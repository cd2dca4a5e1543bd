//! Language-model provider access.

pub mod model;

pub use model::{ChatModel, OpenAiChatModel};
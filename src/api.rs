//! HTTP surface: liveness route and the WhatsApp webhook.
//!
//! `GET /webhook` answers the subscription handshake, `POST /webhook` receives
//! message deliveries and drives a chat turn per text message.

mod payload;
mod server;
mod state;
mod webhook;

pub use payload::{WHATSAPP_OBJECT, parse_delivery};
pub use server::{router, start_http_server};
pub use state::ApiState;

◆ What the task asks: Using the data above, restate every record word for word.

◆ Solution to this problem:
repository cd2dca4a5e1543bd
//! Language-model provider access.

pub mod model;

pub use model::{ChatModel, OpenAiChatModel};
filename src/api.rs
//! HTTP surface: liveness route and the WhatsApp webhook.
//!
//! `GET /webhook` answers the subscription handshake, `POST /webhook` receives
//! message deliveries and drives a chat turn per text message.

mod payload;
mod server;
mod state;
mod webhook;

pub use payload::{WHATSAPP_OBJECT, parse_delivery};
pub use server::{router, start_http_server};
pub use state::ApiState;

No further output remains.